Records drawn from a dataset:
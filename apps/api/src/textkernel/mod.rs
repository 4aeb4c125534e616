//! Textkernel client. The only module that talks to the external parsing and
//! scoring service.
//!
//! Every call is a single attempt. A failure at any step is final for the
//! request that issued it.
use std::fmt;
use std::time::Duration;

use async_trait::async_trait;
use base64::{engine::general_purpose::STANDARD, Engine};
use reqwest::Client;
use serde::Serialize;
use serde_json::Value;
use thiserror::Error;
use tracing::{debug, warn};
use uuid::Uuid;

use crate::config::TextkernelConfig;

const PARSE_RESUME_PATH: &str = "/parser/resume";
const PARSE_JOB_PATH: &str = "/parser/joborder";
const SCORE_PATH: &str = "/scorer/bimetric/resume";

/// The three external calls of a scoring request, in the order they run.
#[derive(Debug, Clone, Copy, PartialEq, Eq)]
pub enum Step {
    ParseResume,
    ParseJob,
    Score,
}

impl fmt::Display for Step {
    fn fmt(&self, f: &mut fmt::Formatter<'_>) -> fmt::Result {
        f.write_str(match self {
            Step::ParseResume => "Resume parsing",
            Step::ParseJob => "Job parsing",
            Step::Score => "Scoring",
        })
    }
}

#[derive(Debug, Error)]
pub enum TextkernelError {
    #[error("HTTP error: {0}")]
    Http(#[from] reqwest::Error),

    #[error("{step} failed (status {status}): {message}")]
    Api {
        step: Step,
        status: u16,
        message: String,
    },
}

/// Parsing and scoring backend. `AppState` carries it as
/// `Arc<dyn DocumentService>` so handlers can run against a stub.
#[async_trait]
pub trait DocumentService: Send + Sync {
    /// Parses a CV. Returns the response as received, envelope included.
    async fn parse_resume(&self, document: &[u8]) -> Result<Value, TextkernelError>;

    /// Parses a job description. Returns the response as received.
    async fn parse_job(&self, document: &[u8]) -> Result<Value, TextkernelError>;

    /// Scores `resume_data` against `job_data` (the inner `ResumeData` and
    /// `JobData` objects of the parse results).
    async fn score(&self, resume_data: &Value, job_data: &Value) -> Result<Value, TextkernelError>;
}

#[derive(Debug, Serialize)]
#[serde(rename_all = "PascalCase")]
struct ParseRequest {
    document_as_base64_string: String,
    document_last_modified: String,
    #[serde(skip_serializing_if = "Option::is_none")]
    data: Option<ParseData>,
    #[serde(skip_serializing_if = "Option::is_none")]
    output_format: Option<OutputFormat>,
}

#[derive(Debug, Serialize)]
#[serde(rename_all = "PascalCase")]
struct ParseData {
    use_v2_skills_taxonomy: bool,
}

#[derive(Debug, Serialize)]
#[serde(rename_all = "PascalCase")]
struct OutputFormat {
    skills_style: &'static str,
}

impl ParseRequest {
    fn new(document: &[u8]) -> Self {
        Self {
            document_as_base64_string: STANDARD.encode(document),
            document_last_modified: chrono::Utc::now().format("%Y-%m-%d").to_string(),
            data: None,
            output_format: None,
        }
    }

    /// CVs are parsed against the V1 skills taxonomy.
    fn resume(document: &[u8]) -> Self {
        Self {
            data: Some(ParseData {
                use_v2_skills_taxonomy: false,
            }),
            ..Self::new(document)
        }
    }

    /// Job orders come back with normalized skills.
    fn job(document: &[u8]) -> Self {
        Self {
            output_format: Some(OutputFormat {
                skills_style: "NormalizedSkills",
            }),
            ..Self::new(document)
        }
    }
}

#[derive(Debug, Serialize)]
#[serde(rename_all = "PascalCase")]
struct ScoreRequest<'a> {
    source_resume: ScoredResume<'a>,
    target_jobs: Vec<ScoredJob<'a>>,
    settings: ScoreSettings,
}

/// Criteria the scorer weighs. All five are enabled with equal weight.
#[derive(Debug, Serialize)]
#[serde(rename_all = "PascalCase")]
struct ScoreSettings {
    position_title: bool,
    position_title_weight: f64,
    skills: bool,
    skills_weight: f64,
    education: bool,
    education_weight: f64,
    experience: bool,
    experience_weight: f64,
    languages: bool,
    languages_weight: f64,
}

impl Default for ScoreSettings {
    fn default() -> Self {
        Self {
            position_title: true,
            position_title_weight: 1.0,
            skills: true,
            skills_weight: 1.0,
            education: true,
            education_weight: 1.0,
            experience: true,
            experience_weight: 1.0,
            languages: true,
            languages_weight: 1.0,
        }
    }
}

#[derive(Debug, Serialize)]
#[serde(rename_all = "PascalCase")]
struct ScoredResume<'a> {
    id: String,
    resume_data: &'a Value,
}

#[derive(Debug, Serialize)]
#[serde(rename_all = "PascalCase")]
struct ScoredJob<'a> {
    id: String,
    job_data: &'a Value,
}

impl<'a> ScoreRequest<'a> {
    fn new(resume_data: &'a Value, job_data: &'a Value) -> Self {
        Self {
            source_resume: ScoredResume {
                id: format!("resume_{}", Uuid::new_v4()),
                resume_data,
            },
            target_jobs: vec![ScoredJob {
                id: format!("job_{}", Uuid::new_v4()),
                job_data,
            }],
            settings: ScoreSettings::default(),
        }
    }
}

/// HTTP client for the Textkernel Tx v10 API.
#[derive(Clone)]
pub struct TextkernelClient {
    client: Client,
    base_url: String,
    account_id: String,
    service_key: String,
}

impl TextkernelClient {
    pub fn new(
        base_url: &str,
        account_id: String,
        service_key: String,
        timeout: Duration,
    ) -> Result<Self, TextkernelError> {
        Ok(Self {
            client: Client::builder().timeout(timeout).build()?,
            base_url: base_url.trim_end_matches('/').to_string(),
            account_id,
            service_key,
        })
    }

    /// Builds a client from configuration, or `None` when credentials are
    /// missing.
    pub fn from_config(config: &TextkernelConfig) -> Option<Result<Self, TextkernelError>> {
        let account_id = config.account_id.clone()?;
        let service_key = config.api_key.clone()?;
        Some(Self::new(
            &config.base_url,
            account_id,
            service_key,
            Duration::from_secs(config.timeout_secs),
        ))
    }

    async fn post<B: Serialize + Sync>(
        &self,
        step: Step,
        path: &str,
        body: &B,
    ) -> Result<Value, TextkernelError> {
        let url = format!("{}{}", self.base_url, path);
        debug!(%step, %url, "calling Textkernel");

        let response = self
            .client
            .post(&url)
            .header("Tx-AccountId", &self.account_id)
            .header("Tx-ServiceKey", &self.service_key)
            .json(body)
            .send()
            .await?;

        let status = response.status();
        if !status.is_success() {
            let body = response.text().await.unwrap_or_default();
            warn!(%step, status = status.as_u16(), "Textkernel returned an error: {body}");
            return Err(TextkernelError::Api {
                step,
                status: status.as_u16(),
                message: upstream_message(&body, status.as_u16(), status.canonical_reason()),
            });
        }

        let value: Value = response.json().await?;
        debug!(%step, "Textkernel call succeeded");
        Ok(value)
    }
}

#[async_trait]
impl DocumentService for TextkernelClient {
    async fn parse_resume(&self, document: &[u8]) -> Result<Value, TextkernelError> {
        self.post(Step::ParseResume, PARSE_RESUME_PATH, &ParseRequest::resume(document))
            .await
    }

    async fn parse_job(&self, document: &[u8]) -> Result<Value, TextkernelError> {
        self.post(Step::ParseJob, PARSE_JOB_PATH, &ParseRequest::job(document))
            .await
    }

    async fn score(&self, resume_data: &Value, job_data: &Value) -> Result<Value, TextkernelError> {
        self.post(Step::Score, SCORE_PATH, &ScoreRequest::new(resume_data, job_data))
            .await
    }
}

/// The human-readable message of an error response: `Info.Message` when the
/// body carries one, otherwise the status line.
fn upstream_message(body: &str, status: u16, reason: Option<&str>) -> String {
    serde_json::from_str::<Value>(body)
        .ok()
        .and_then(|v| {
            v.pointer("/Info/Message")
                .and_then(Value::as_str)
                .map(str::to_string)
        })
        .filter(|m| !m.trim().is_empty())
        .unwrap_or_else(|| match reason {
            Some(reason) => format!("{status} {reason}"),
            None => status.to_string(),
        })
}

#[cfg(test)]
mod tests {
    use super::*;
    use serde_json::json;

    #[test]
    fn test_upstream_message_prefers_info_message() {
        let body = r#"{"Info": {"Code": "InvalidParameter", "Message": "Document is empty"}}"#;
        assert_eq!(
            upstream_message(body, 400, Some("Bad Request")),
            "Document is empty"
        );
    }

    #[test]
    fn test_upstream_message_falls_back_to_status_text() {
        assert_eq!(
            upstream_message("<html>oops</html>", 502, Some("Bad Gateway")),
            "502 Bad Gateway"
        );
        assert_eq!(upstream_message(r#"{"Info": {}}"#, 599, None), "599");
    }

    #[test]
    fn test_parse_request_shape() {
        let body = serde_json::to_value(ParseRequest::resume(b"%PDF-1.4")).unwrap();
        assert_eq!(body["DocumentAsBase64String"], "JVBERi0xLjQ=");
        let date = body["DocumentLastModified"].as_str().unwrap();
        assert!(chrono::NaiveDate::parse_from_str(date, "%Y-%m-%d").is_ok());
        assert_eq!(body["Data"], json!({"UseV2SkillsTaxonomy": false}));
        assert!(body.get("OutputFormat").is_none());

        let body = serde_json::to_value(ParseRequest::job(b"%PDF-1.4")).unwrap();
        assert_eq!(body["DocumentAsBase64String"], "JVBERi0xLjQ=");
        assert_eq!(body["OutputFormat"], json!({"SkillsStyle": "NormalizedSkills"}));
        assert!(body.get("Data").is_none());
    }

    #[test]
    fn test_score_request_uses_singular_source_resume() {
        let resume = json!({"ContactInformation": {}});
        let job = json!({"JobTitles": []});
        let body = serde_json::to_value(ScoreRequest::new(&resume, &job)).unwrap();
        assert_eq!(body["SourceResume"]["ResumeData"], resume);
        assert!(body["SourceResume"]["Id"].as_str().unwrap().starts_with("resume_"));
        assert_eq!(body["TargetJobs"][0]["JobData"], job);
        assert!(body.get("TargetResumes").is_none());
        assert_eq!(
            body["Settings"],
            json!({
                "PositionTitle": true,
                "PositionTitleWeight": 1.0,
                "Skills": true,
                "SkillsWeight": 1.0,
                "Education": true,
                "EducationWeight": 1.0,
                "Experience": true,
                "ExperienceWeight": 1.0,
                "Languages": true,
                "LanguagesWeight": 1.0
            })
        );
    }

    #[test]
    fn test_base_url_trailing_slash_trimmed() {
        let client = TextkernelClient::new(
            "https://api.eu.textkernel.com/tx/v10/",
            "acct".to_string(),
            "key".to_string(),
            Duration::from_secs(5),
        )
        .unwrap();
        assert_eq!(client.base_url, "https://api.eu.textkernel.com/tx/v10");
    }

    #[test]
    fn test_from_config_requires_credentials() {
        let mut config = TextkernelConfig::default();
        assert!(TextkernelClient::from_config(&config).is_none());

        config.account_id = Some("acct".to_string());
        config.api_key = Some("key".to_string());
        assert!(matches!(TextkernelClient::from_config(&config), Some(Ok(_))));
    }
}
//! Axum route handlers: upload intake, the three-step scoring relay, export
//! and profile editing.

use axum::{
    extract::{Multipart, Path, State},
    http::header,
    response::{IntoResponse, Response},
    Json,
};
use serde::{Deserialize, Serialize};
use serde_json::Value;
use tracing::info;

use crate::errors::AppError;
use crate::export::{self, ExportBundle, ExportFormat, ScoreView, SourceFiles};
use crate::normalize::editing::{apply_edits, ProfileEdit};
use crate::normalize::models::CandidateSummary;
use crate::normalize::value::section;
use crate::normalize::{normalize_candidate, unwrap_envelope, CandidateProfile};
use crate::relay::upload::{read_files, take, validate_pdf};
use crate::state::AppState;

// ────────────────────────────────────────────────────────────────────────────
// Request / Response types
// ────────────────────────────────────────────────────────────────────────────

#[derive(Debug, Serialize)]
pub struct ParseCvResponse {
    pub success: bool,
    pub file_name: String,
    pub parse_result: Value,
    pub candidate: CandidateProfile,
}

#[derive(Debug, Serialize)]
pub struct ScoreCvResponse {
    pub success: bool,
    pub score: ScoreView,
    pub candidate_summary: CandidateSummary,
    pub bundle: ExportBundle,
}

#[derive(Debug, Deserialize)]
pub struct EditRequest {
    pub profile: CandidateProfile,
    #[serde(default)]
    pub edits: Vec<ProfileEdit>,
}

// ────────────────────────────────────────────────────────────────────────────
// Handlers
// ────────────────────────────────────────────────────────────────────────────

/// POST /api/parse-cv
///
/// Parses a single CV (multipart field `cv`) and returns both the raw parse
/// result and the normalized candidate.
pub async fn handle_parse_cv(
    State(state): State<AppState>,
    mut multipart: Multipart,
) -> Result<Json<ParseCvResponse>, AppError> {
    let mut files = read_files(&mut multipart).await?;
    let cv = take(&mut files, "cv")
        .ok_or_else(|| AppError::Validation("No CV file provided".to_string()))?;
    validate_pdf(&cv, state.config.max_upload_bytes)?;

    let documents = state.documents()?;

    info!(file = %cv.file_name, bytes = cv.data.len(), "Parsing CV");
    let parse_result = documents.parse_resume(&cv.data).await?;
    let candidate = normalize_candidate(unwrap_envelope(&parse_result));
    info!(skills = candidate.skills.len(), "CV parsed");

    Ok(Json(ParseCvResponse {
        success: true,
        file_name: cv.file_name,
        parse_result,
        candidate,
    }))
}

/// POST /api/score-cv
///
/// Full relay: parse CV, then parse job, then score, one call after the other.
/// Any failure aborts the request and drops whatever earlier steps returned.
pub async fn handle_score_cv(
    State(state): State<AppState>,
    mut multipart: Multipart,
) -> Result<Json<ScoreCvResponse>, AppError> {
    let mut files = read_files(&mut multipart).await?;
    let (Some(cv), Some(job)) = (take(&mut files, "cv"), take(&mut files, "job")) else {
        return Err(AppError::Validation(
            "Both CV and job description files are required".to_string(),
        ));
    };
    validate_pdf(&cv, state.config.max_upload_bytes)?;
    validate_pdf(&job, state.config.max_upload_bytes)?;

    let documents = state.documents()?;

    info!(cv = %cv.file_name, job = %job.file_name, "Starting CV scoring");

    let resume_response = documents.parse_resume(&cv.data).await?;
    info!("CV parsed");

    let job_response = documents.parse_job(&job.data).await?;
    info!("Job description parsed");

    let scoring_response = documents
        .score(
            section(unwrap_envelope(&resume_response), "ResumeData"),
            section(unwrap_envelope(&job_response), "JobData"),
        )
        .await?;

    let bundle = ExportBundle::from_responses(
        &resume_response,
        &job_response,
        &scoring_response,
        SourceFiles {
            cv_name: cv.file_name,
            job_name: job.file_name,
        },
    );
    let score = ScoreView::from(&bundle.score);
    info!(
        overall = score.overall_percent,
        label = score.label.as_str(),
        "Scoring completed"
    );

    Ok(Json(ScoreCvResponse {
        success: true,
        score,
        candidate_summary: bundle.candidate.summary(),
        bundle,
    }))
}

/// POST /api/export/:format
///
/// Renders a bundle as `json`, `csv` or `report` and returns it as a download.
/// The body is the bundle returned by `/api/score-cv`, edited or not.
pub async fn handle_export(
    Path(format): Path<ExportFormat>,
    body: String,
) -> Result<Response, AppError> {
    let bundle = ExportBundle::from_dump(&body)
        .map_err(|e| AppError::Validation(format!("Invalid export bundle: {e}")))?;
    let artifact = export::render(&bundle, format, chrono::Utc::now().date_naive())?;

    Ok((
        [
            (header::CONTENT_TYPE, artifact.mime.to_string()),
            (
                header::CONTENT_DISPOSITION,
                format!("attachment; filename=\"{}\"", artifact.filename),
            ),
        ],
        artifact.body,
    )
        .into_response())
}

/// POST /api/candidate/edit
///
/// Applies manual corrections to a normalized candidate and offers the result
/// as a JSON download.
pub async fn handle_edit_candidate(Json(request): Json<EditRequest>) -> Response {
    let profile = apply_edits(request.profile, &request.edits);
    let filename = format!(
        "edited-cv-data-{}.json",
        chrono::Utc::now().timestamp_millis()
    );

    (
        [(
            header::CONTENT_DISPOSITION,
            format!("attachment; filename=\"{filename}\""),
        )],
        Json(profile),
    )
        .into_response()
}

**YOUR ASSIGNMENT:** Repeat exactly the lines from the first line of the records above through the line containing "the parse results).", both included, and nothing else.

**RESPONSE TO THIS EXERCISE:**
filename apps/api/src/textkernel/mod.rs
repository 4aeb4c125534e616
//! Textkernel client. The only module that talks to the external parsing and
//! scoring service.
//!
//! Every call is a single attempt. A failure at any step is final for the
//! request that issued it.
use std::fmt;
use std::time::Duration;

use async_trait::async_trait;
use base64::{engine::general_purpose::STANDARD, Engine};
use reqwest::Client;
use serde::Serialize;
use serde_json::Value;
use thiserror::Error;
use tracing::{debug, warn};
use uuid::Uuid;

use crate::config::TextkernelConfig;

const PARSE_RESUME_PATH: &str = "/parser/resume";
const PARSE_JOB_PATH: &str = "/parser/joborder";
const SCORE_PATH: &str = "/scorer/bimetric/resume";

/// The three external calls of a scoring request, in the order they run.
#[derive(Debug, Clone, Copy, PartialEq, Eq)]
pub enum Step {
    ParseResume,
    ParseJob,
    Score,
}

impl fmt::Display for Step {
    fn fmt(&self, f: &mut fmt::Formatter<'_>) -> fmt::Result {
        f.write_str(match self {
            Step::ParseResume => "Resume parsing",
            Step::ParseJob => "Job parsing",
            Step::Score => "Scoring",
        })
    }
}

#[derive(Debug, Error)]
pub enum TextkernelError {
    #[error("HTTP error: {0}")]
    Http(#[from] reqwest::Error),

    #[error("{step} failed (status {status}): {message}")]
    Api {
        step: Step,
        status: u16,
        message: String,
    },
}

/// Parsing and scoring backend. `AppState` carries it as
/// `Arc<dyn DocumentService>` so handlers can run against a stub.
#[async_trait]
pub trait DocumentService: Send + Sync {
    /// Parses a CV. Returns the response as received, envelope included.
    async fn parse_resume(&self, document: &[u8]) -> Result<Value, TextkernelError>;

    /// Parses a job description. Returns the response as received.
    async fn parse_job(&self, document: &[u8]) -> Result<Value, TextkernelError>;

    /// Scores `resume_data` against `job_data` (the inner `ResumeData` and
    /// `JobData` objects of the parse results).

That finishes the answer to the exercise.